*** Material shown ***

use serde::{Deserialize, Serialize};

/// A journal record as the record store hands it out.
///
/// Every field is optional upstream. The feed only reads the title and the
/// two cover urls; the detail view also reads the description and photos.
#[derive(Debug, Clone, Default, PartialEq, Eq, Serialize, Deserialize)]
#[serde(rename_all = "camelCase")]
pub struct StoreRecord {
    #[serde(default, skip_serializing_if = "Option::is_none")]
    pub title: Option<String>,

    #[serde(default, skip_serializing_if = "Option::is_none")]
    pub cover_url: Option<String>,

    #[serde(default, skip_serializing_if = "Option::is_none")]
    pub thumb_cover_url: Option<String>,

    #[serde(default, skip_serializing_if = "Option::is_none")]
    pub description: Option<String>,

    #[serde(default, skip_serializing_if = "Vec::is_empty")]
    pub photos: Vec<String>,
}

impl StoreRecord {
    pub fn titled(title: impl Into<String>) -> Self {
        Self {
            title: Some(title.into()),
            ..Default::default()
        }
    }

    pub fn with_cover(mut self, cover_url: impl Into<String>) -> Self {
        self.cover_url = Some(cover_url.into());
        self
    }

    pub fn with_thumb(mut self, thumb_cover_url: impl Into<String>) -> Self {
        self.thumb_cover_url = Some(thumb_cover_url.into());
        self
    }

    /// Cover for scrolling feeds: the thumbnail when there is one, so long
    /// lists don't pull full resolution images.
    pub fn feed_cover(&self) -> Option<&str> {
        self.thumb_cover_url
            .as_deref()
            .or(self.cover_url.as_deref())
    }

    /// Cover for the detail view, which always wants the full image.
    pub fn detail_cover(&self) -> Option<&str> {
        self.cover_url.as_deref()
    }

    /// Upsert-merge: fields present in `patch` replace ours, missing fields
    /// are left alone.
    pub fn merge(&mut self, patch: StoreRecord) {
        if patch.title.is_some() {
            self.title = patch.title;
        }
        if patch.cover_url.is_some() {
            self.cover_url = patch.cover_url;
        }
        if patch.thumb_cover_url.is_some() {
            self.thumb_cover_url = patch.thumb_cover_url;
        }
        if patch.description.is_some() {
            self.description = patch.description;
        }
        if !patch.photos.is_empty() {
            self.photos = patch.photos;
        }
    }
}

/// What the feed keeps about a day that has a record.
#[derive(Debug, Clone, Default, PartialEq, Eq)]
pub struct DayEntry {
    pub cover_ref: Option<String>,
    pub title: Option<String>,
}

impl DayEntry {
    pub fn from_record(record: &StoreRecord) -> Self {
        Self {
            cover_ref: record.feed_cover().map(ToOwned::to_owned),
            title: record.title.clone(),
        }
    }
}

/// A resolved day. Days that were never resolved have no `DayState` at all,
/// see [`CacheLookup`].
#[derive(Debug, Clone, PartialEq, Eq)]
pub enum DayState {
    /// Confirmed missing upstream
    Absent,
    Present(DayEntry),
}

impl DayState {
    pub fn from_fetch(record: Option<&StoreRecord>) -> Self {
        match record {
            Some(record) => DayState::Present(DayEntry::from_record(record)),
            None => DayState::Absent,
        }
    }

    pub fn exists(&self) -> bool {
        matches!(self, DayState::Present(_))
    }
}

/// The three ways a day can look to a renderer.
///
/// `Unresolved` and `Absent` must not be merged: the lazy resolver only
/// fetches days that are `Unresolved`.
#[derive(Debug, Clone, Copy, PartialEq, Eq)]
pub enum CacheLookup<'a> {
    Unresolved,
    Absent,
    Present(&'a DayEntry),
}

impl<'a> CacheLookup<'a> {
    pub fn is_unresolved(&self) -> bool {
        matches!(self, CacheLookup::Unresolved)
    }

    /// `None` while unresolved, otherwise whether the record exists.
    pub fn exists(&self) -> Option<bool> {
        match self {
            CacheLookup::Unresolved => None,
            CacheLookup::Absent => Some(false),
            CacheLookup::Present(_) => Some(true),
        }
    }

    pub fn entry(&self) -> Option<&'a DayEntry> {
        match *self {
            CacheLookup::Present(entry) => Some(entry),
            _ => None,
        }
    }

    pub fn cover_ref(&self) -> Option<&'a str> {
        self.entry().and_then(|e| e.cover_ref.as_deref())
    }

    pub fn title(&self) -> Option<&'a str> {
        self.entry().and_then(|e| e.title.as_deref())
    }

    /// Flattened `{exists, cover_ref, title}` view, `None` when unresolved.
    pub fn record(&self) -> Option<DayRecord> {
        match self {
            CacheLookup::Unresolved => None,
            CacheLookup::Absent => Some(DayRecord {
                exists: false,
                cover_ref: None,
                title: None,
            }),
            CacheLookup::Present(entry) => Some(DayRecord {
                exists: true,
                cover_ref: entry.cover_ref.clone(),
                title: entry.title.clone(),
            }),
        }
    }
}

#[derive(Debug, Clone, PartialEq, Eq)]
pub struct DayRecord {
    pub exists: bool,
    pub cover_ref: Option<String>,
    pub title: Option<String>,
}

*** End of Material shown ***

Task description — State how many lines of the material above contain the word "matches". Say nothing else.

Answer to this task — 2